§ **Work order**: Where in the data does the word "EpisodeSummary" appear? Find those lines and copy them.

§ **The records**:

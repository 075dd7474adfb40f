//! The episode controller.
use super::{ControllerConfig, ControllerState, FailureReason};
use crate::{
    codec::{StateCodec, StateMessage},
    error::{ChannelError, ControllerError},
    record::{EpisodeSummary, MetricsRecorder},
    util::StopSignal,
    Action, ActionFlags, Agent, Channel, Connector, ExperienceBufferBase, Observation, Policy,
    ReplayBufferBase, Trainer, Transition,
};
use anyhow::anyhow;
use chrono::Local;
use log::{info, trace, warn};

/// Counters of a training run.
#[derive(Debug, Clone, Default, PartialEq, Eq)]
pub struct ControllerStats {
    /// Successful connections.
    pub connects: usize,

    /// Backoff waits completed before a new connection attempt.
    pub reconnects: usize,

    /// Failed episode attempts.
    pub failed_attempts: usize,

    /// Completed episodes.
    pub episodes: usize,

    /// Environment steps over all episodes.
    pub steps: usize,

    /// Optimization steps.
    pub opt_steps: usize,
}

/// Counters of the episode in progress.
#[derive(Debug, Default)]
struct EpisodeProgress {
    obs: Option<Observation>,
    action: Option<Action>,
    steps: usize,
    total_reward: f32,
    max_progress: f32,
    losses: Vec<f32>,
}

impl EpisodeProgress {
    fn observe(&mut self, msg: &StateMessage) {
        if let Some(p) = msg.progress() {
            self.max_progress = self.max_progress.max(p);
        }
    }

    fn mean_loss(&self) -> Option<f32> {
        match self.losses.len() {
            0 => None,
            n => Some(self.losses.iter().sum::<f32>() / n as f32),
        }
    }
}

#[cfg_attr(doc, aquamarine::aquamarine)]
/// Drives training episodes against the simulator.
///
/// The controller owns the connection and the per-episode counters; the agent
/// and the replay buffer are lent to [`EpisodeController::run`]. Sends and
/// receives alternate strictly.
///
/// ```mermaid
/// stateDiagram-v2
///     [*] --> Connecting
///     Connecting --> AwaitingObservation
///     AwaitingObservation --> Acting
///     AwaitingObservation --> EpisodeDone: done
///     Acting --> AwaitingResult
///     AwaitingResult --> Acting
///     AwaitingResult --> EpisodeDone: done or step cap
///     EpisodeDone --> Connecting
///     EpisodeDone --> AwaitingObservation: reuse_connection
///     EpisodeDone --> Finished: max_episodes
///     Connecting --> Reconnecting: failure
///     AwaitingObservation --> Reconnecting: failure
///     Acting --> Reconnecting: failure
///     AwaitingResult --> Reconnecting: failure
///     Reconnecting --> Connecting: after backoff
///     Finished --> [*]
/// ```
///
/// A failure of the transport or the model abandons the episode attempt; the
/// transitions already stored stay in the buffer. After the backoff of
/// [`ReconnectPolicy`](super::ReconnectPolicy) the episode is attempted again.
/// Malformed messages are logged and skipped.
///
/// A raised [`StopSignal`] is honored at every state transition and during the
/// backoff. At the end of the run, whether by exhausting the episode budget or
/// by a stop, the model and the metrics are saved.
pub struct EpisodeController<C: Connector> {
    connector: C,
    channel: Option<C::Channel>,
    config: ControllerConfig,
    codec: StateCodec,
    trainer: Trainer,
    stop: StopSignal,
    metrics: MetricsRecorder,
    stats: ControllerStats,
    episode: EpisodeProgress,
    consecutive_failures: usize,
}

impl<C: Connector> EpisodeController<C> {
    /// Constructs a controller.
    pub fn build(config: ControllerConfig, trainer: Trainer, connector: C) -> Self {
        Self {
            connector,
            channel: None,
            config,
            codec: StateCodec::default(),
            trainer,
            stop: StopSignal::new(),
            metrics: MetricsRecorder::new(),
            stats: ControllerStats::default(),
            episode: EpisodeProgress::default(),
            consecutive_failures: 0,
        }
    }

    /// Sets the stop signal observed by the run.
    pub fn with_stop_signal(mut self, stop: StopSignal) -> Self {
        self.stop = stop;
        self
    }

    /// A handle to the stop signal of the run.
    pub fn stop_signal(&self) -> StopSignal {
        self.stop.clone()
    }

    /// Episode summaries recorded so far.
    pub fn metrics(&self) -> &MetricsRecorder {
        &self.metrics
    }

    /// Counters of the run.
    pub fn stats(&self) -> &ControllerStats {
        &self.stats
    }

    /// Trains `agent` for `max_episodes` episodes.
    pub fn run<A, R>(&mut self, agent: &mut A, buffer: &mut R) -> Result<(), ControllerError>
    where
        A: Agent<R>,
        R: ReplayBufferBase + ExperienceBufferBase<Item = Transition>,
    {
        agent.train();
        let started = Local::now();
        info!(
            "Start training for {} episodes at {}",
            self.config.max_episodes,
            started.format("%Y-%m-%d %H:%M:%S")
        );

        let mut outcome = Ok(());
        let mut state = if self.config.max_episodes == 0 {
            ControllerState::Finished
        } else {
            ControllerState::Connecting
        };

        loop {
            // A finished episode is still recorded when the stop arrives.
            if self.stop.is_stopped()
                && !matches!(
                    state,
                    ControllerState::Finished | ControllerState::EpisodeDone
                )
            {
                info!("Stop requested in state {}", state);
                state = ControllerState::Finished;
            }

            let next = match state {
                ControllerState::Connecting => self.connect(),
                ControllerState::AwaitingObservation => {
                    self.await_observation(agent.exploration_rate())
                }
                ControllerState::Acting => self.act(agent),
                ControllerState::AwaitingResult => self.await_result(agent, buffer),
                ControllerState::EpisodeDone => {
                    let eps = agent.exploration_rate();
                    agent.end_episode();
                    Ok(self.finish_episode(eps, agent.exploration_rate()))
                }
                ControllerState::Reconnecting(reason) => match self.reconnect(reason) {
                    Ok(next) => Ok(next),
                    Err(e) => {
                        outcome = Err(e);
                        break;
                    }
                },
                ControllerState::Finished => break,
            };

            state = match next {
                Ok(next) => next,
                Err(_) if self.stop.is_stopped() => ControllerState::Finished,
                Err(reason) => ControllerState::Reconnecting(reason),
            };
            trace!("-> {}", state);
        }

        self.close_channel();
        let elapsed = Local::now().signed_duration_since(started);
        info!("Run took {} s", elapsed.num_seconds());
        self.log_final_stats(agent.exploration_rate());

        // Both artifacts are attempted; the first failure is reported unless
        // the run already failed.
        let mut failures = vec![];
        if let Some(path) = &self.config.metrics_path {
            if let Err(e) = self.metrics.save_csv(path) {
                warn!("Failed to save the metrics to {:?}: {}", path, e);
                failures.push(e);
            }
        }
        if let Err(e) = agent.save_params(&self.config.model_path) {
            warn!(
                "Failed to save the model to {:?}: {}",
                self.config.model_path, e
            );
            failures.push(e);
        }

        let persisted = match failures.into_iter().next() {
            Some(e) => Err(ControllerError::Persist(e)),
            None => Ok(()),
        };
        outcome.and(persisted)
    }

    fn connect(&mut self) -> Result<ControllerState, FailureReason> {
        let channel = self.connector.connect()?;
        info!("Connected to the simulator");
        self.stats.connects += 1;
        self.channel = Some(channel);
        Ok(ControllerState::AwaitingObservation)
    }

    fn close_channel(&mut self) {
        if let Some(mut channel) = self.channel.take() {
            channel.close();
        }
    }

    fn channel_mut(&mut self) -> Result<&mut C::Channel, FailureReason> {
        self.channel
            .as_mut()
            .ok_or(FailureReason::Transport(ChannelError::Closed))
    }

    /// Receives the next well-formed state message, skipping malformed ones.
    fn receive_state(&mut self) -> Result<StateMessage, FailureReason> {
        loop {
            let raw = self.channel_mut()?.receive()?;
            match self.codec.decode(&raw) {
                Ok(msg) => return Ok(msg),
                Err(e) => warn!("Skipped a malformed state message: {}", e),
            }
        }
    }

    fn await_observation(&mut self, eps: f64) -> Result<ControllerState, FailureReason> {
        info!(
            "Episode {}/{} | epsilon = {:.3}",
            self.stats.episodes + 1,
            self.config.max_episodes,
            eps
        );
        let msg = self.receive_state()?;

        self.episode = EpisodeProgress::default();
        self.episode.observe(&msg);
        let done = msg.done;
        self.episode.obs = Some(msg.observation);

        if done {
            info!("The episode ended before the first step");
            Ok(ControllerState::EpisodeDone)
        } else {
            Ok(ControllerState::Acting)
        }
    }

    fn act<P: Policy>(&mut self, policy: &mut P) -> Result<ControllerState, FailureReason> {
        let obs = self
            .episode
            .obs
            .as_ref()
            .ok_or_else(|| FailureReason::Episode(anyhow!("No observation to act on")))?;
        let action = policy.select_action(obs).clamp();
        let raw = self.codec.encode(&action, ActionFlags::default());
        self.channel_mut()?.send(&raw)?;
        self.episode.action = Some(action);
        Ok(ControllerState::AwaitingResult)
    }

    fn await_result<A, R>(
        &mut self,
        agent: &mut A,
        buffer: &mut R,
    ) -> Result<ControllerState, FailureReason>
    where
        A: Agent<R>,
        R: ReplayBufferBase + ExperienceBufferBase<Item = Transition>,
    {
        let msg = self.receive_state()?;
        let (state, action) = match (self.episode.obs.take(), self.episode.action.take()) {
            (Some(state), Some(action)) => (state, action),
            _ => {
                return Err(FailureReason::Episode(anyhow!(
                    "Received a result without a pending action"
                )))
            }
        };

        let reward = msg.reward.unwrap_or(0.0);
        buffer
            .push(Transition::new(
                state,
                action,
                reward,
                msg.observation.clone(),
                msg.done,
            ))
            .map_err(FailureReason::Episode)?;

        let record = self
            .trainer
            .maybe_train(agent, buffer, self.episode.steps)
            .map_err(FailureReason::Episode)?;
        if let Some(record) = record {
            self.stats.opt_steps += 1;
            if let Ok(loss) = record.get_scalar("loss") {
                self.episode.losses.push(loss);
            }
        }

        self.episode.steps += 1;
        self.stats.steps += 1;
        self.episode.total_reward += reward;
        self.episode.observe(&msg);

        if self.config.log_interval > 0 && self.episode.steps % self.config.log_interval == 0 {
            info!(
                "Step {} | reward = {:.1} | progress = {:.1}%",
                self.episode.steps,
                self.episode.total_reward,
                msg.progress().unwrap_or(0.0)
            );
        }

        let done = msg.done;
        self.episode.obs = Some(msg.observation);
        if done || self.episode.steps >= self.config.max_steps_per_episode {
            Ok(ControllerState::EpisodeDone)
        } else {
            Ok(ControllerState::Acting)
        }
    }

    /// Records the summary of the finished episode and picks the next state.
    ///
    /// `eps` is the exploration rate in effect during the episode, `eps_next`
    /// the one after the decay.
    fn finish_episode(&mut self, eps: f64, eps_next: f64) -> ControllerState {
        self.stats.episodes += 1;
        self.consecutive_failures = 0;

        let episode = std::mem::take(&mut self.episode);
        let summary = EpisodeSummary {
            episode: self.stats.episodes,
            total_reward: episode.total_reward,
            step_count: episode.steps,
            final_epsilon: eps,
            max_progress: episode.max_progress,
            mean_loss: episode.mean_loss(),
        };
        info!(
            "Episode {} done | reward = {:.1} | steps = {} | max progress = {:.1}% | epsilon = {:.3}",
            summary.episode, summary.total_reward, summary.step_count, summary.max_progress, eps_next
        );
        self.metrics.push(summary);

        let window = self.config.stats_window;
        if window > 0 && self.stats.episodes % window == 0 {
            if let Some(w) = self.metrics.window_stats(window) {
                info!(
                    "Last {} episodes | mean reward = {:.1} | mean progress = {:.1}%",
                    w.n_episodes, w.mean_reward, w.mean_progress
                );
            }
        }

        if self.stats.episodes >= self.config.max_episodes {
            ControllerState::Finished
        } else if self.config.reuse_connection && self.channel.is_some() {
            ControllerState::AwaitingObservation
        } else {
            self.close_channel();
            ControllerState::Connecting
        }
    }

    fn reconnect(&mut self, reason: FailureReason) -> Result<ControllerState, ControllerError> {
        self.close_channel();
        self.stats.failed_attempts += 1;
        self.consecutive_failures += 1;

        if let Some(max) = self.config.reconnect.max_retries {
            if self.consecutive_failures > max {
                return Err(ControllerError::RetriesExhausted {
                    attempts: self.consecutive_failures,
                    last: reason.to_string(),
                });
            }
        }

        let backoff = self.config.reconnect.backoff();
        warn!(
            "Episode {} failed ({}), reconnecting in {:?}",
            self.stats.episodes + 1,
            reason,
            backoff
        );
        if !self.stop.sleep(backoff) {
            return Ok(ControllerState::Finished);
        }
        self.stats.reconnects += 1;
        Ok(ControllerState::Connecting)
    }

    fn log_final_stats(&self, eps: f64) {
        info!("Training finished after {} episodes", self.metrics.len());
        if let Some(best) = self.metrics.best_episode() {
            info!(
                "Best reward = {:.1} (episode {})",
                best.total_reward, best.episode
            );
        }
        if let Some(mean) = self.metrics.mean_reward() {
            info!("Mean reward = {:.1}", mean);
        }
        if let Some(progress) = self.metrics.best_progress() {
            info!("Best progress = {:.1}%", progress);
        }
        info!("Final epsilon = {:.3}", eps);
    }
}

§ **Exercise response**:
    record::{EpisodeSummary, MetricsRecorder},
        let summary = EpisodeSummary {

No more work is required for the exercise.